NORFOLK, Va. - Republican presidential nominee Mitt Romney tapped Rep. Paul Ryan as his running mate, rejecting more moderate and established choices in favor of a "young gun" of the conservative movement who has authored a fiscal roadmap of tough reforms to eliminate the nation's massive deficit, simplify the tax code and overhaul Medicare.

Romney made the announcement in front of the USS Wisconsin, the World War II-era battleship named for Ryan's home state.

Romney called Ryan "an intellectual leader of the Republican party," who "understands the fiscal challenges facing America, our exploding deficit and crushing debt, and the catastrophe that awaits us if we don't change course."

At 42, Ryan is among younger members serving in Congress, and is well below the average age of predecessors who have taken a spot on a presidential ticket.

But on Saturday he promoted his record as a mover and shaker in Congress.
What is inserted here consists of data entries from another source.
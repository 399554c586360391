// tests/common/mod.rs
//
// Offline transports and fixtures shared by the integration tests.
//
#![allow(dead_code)]

use std::collections::VecDeque;
use std::fs;
use std::path::PathBuf;
use std::sync::Mutex;

use job_scrape::FetchError;
use job_scrape::core::net::{Response, Transport};

pub const SEARCH_PAGE: &str = include_str!("../fixtures/search_page.html");
pub const JOB_POSTING: &str = include_str!("../fixtures/job_posting.html");
pub const JOB_POSTING_BARE: &str = include_str!("../fixtures/job_posting_bare.html");

/// Replays canned responses in order and records every requested URL.
/// Once the script runs out, every further request gets a 500.
#[derive(Default)]
pub struct Scripted {
    script: Mutex<VecDeque<Response>>,
    pub requests: Mutex<Vec<String>>,
}

impl Scripted {
    pub fn new(responses: impl IntoIterator<Item = Response>) -> Self {
        Self {
            script: Mutex::new(responses.into_iter().collect()),
            requests: Mutex::new(Vec::new()),
        }
    }

    pub fn requested(&self) -> Vec<String> {
        self.requests.lock().unwrap().clone()
    }
}

impl Transport for Scripted {
    fn get(&self, url: &str) -> Result<Response, FetchError> {
        self.requests.lock().unwrap().push(url.to_string());
        Ok(self
            .script
            .lock()
            .unwrap()
            .pop_front()
            .unwrap_or_else(|| Response::new(500, "script exhausted")))
    }
}

/// Answers by URL: `route(url)` decides the response.
pub struct Routed<F: Fn(&str) -> Response + Sync> {
    route: F,
    pub requests: Mutex<Vec<String>>,
}

impl<F: Fn(&str) -> Response + Sync> Routed<F> {
    pub fn new(route: F) -> Self {
        Self { route, requests: Mutex::new(Vec::new()) }
    }

    pub fn requested(&self) -> Vec<String> {
        self.requests.lock().unwrap().clone()
    }
}

impl<F: Fn(&str) -> Response + Sync> Transport for Routed<F> {
    fn get(&self, url: &str) -> Result<Response, FetchError> {
        self.requests.lock().unwrap().push(url.to_string());
        Ok((self.route)(url))
    }
}

/// Search fragment with one card per id.
pub fn search_page(ids: &[&str]) -> String {
    ids.iter()
        .map(|id| {
            format!(
                r#"<li><div class="base-card job-search-card" data-entity-urn="urn:li:jobPosting:{id}"></div></li>"#
            )
        })
        .collect()
}

pub fn ok(body: impl Into<String>) -> Response {
    Response::new(200, body)
}

pub fn status(code: u16) -> Response {
    Response::new(code, "")
}

pub fn tmp_dir(name: &str) -> PathBuf {
    let mut p = std::env::temp_dir();
    p.push(format!("job_scrape_{}", name));
    let _ = fs::remove_dir_all(&p);
    fs::create_dir_all(&p).unwrap();
    p
}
Ryan is serving his seventh term and is chairman of the powerful House Budget Committee, a position that has allowed him to take a leadership role in crafting the party's fiscal policies.

"I believe my record of getting things done in Congress will be a very helpful complement to Governor Romney’s executive and private sector success outside Washington," Ryan told an excited  crowd aboard the ship "I have worked closely with Republicans as well as Democrats to advance an agenda of economic growth, fiscal discipline, and job creation."
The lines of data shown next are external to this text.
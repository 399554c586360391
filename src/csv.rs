// src/csv.rs
// Delimited text codec (CSV/TSV). Cells never carry raw newlines: they are
// escaped to `\n` on write and restored on read.
use std::io::{self, Write};
use std::mem::take;

use crate::core::sanitize::{escape_newlines, unescape_newlines};
use crate::store::Table;

/* ---------------- Parsing ---------------- */

/// Minimal CSV/TSV parser (quotes + CRLF tolerant).
pub fn parse_rows(text: &str, sep: char) -> Vec<Vec<String>> {
    let mut rows = Vec::new();
    let mut field = s!();
    let mut row = Vec::new();
    let mut in_quotes = false;
    let mut chars = text.chars().peekable();

    while let Some(ch) = chars.next() {
        match ch {
            '"' => {
                if in_quotes {
                    if matches!(chars.peek(), Some('"')) {
                        chars.next(); // double-quote escape
                        field.push('"');
                    } else {
                        in_quotes = false;
                    }
                } else {
                    in_quotes = true;
                }
            }
            c if c == sep && !in_quotes => {
                row.push(take(&mut field));
            }
            '\n' | '\r' if !in_quotes => {
                if ch == '\r' && matches!(chars.peek(), Some('\n')) { chars.next(); }
                row.push(take(&mut field));
                if !(row.len() == 1 && row[0].is_empty()) {
                    rows.push(take(&mut row));
                } else {
                    row.clear();
                }
            }
            _ => field.push(ch),
        }
    }

    // Flush any trailing field/row even if quotes were unterminated.
    if !field.is_empty() || !row.is_empty() {
        row.push(field);
        rows.push(row);
    }

    rows
}

/// Parse an exported table: first row is the header, cells are unescaped.
pub fn parse_table(text: &str, sep: char) -> Option<Table> {
    let mut rows = parse_rows(text, sep).into_iter();
    let headers = rows.next()?;
    let rows = rows
        .map(|r| r.iter().map(|c| unescape_newlines(c)).collect())
        .collect();
    Some(Table { headers, rows })
}

/* ---------------- Writing ---------------- */

fn needs_quotes(field: &str, sep: char) -> bool {
    field.contains(sep) || field.contains('"') || field.contains('\n') || field.contains('\r')
}

/// Write a single CSV/TSV row to any writer. Cells go out as given.
pub fn write_row<W: Write>(mut w: W, row: &[String], sep: char) -> io::Result<()> {
    let mut first = true;
    for cell in row {
        if !first { write!(w, "{}", sep)?; } else { first = false; }
        if needs_quotes(cell, sep) {
            let escaped = cell.replace('"', "\"\"");
            write!(w, "\"{}\"", escaped)?;
        } else {
            write!(w, "{}", cell)?;
        }
    }
    writeln!(w)
}

/// Header row plus every data row, newlines escaped in each cell.
pub fn write_table<W: Write>(mut w: W, table: &Table, sep: char) -> io::Result<()> {
    write_row(&mut w, &table.headers, sep)?;
    for r in &table.rows {
        let escaped: Vec<String> = r.iter().map(|c| escape_newlines(c)).collect();
        write_row(&mut w, &escaped, sep)?;
    }
    Ok(())
}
Ryan has a long tenure on Capitol Hill, first serving as a congressional aide before winning a seat in Congress in 1998. His fiscal aptitude and leadership skills have helped him rocket to the top of the GOP ranks, where he has won the respect of both the GOP leadership establishment and the new Tea Party faction.

Ryan on Saturday promised that the Romney-Ryan ticket "won't duck tough issues," a statement that hints at the coming entitlement reform pledges that will likely become part of the Romney-Ryan campaign platform.

"We can turn this thing around," Ryan said, touting a ticket with "the real courage to tell the truth."

Romney picked Ryan over former Minnesota Gov. TIm Pawlenty, Sen. Rob Portman, and Virginia Gov. Bob McDonnell.

Polling shows that while Ryan has low disapproval ratings, he is virtually unknown by the vast majority of voters.

In the coming weeks, both parties will be striving to define Ryan and his choice has already stirred Democratic disapproval.

As soon as Romney announced Ryan's name, Obama's campaign team sent out a blast email calling Ryan "the architect of the radical Republican House budget," that cuts taxes for the wealthy on the backs of the middle class.

Ryan's budget plan promises to lower the cost of Medicare by changing it to a "premium support system" and gradually raising the age of eligibility.

The Obama campaign wasted no time Saturday morning reviving a popular Democratic criticism of the Ryan budget, saying it would "end Medicare as we know it."

Ryan's plan would also reduce Medicaid costs by transforming it into a block grant system for states, a move he said would diminish incentive to increase its rolls.

"The downsides are obvious," University of Virginia political science professor Larry Sabato told The Washington Examiner. "Ryan's views on entitlements could widen the gender gap--women are very supportive of the safety net--and seniors are also skeptical. Those over 60 have been very supportive of Romney--to this point."

But in choosing Ryan, Romney  gave himself a much-needed boost among conservatives, especially those who have been irked with their presumptive nominee in recent weeks after a series of campaign gaffes. The most recent occurred last week when his campaign spokesman touted the health insurance mandate authored by the former Massachusetts governor, a plan that is much despised by the right and nearly cost him the nomination.

While Romney has always pledged to repeal the Affordable Health Care Act known as Obamacare, the addition of Ryan to the ticket will give the promise additional credibility, as  gutting the law is a principal element of the Ryan budget plan.

Conservative activists praised Romney's pick.

“Selecting someone like Paul Ryan, who is so popular with tea party activists, proves that Mitt Romney is committed to addressing the economic issues that have been troubling our nation for the last four years,” said Amy Kremer, chair of the Tea Party Express.

Romney's announcement comes at a time when his poll numbers have been sagging. Several national and swing state voter surveys show Romney trailing Obama by up to 9 points.

Political observers say it is unclear how whether Ryan will push those numbers up, particularly among critical Independent voters. .

"Ryan is an exciting pick that will fire up Republicans, and it indicates that Romney intends to present a compelling alternative vision for where he wants to take the country," said pollster Whit Ayres, who recently worked on Jon Huntsman's campaign.

Conservatives who turned out to hear the announcement praised Romney's choice.

"He has the right world values," Shirley Herline, of Norfolk, said as Ryan address the crowd. "And I just think he'll add excitement to the campaign."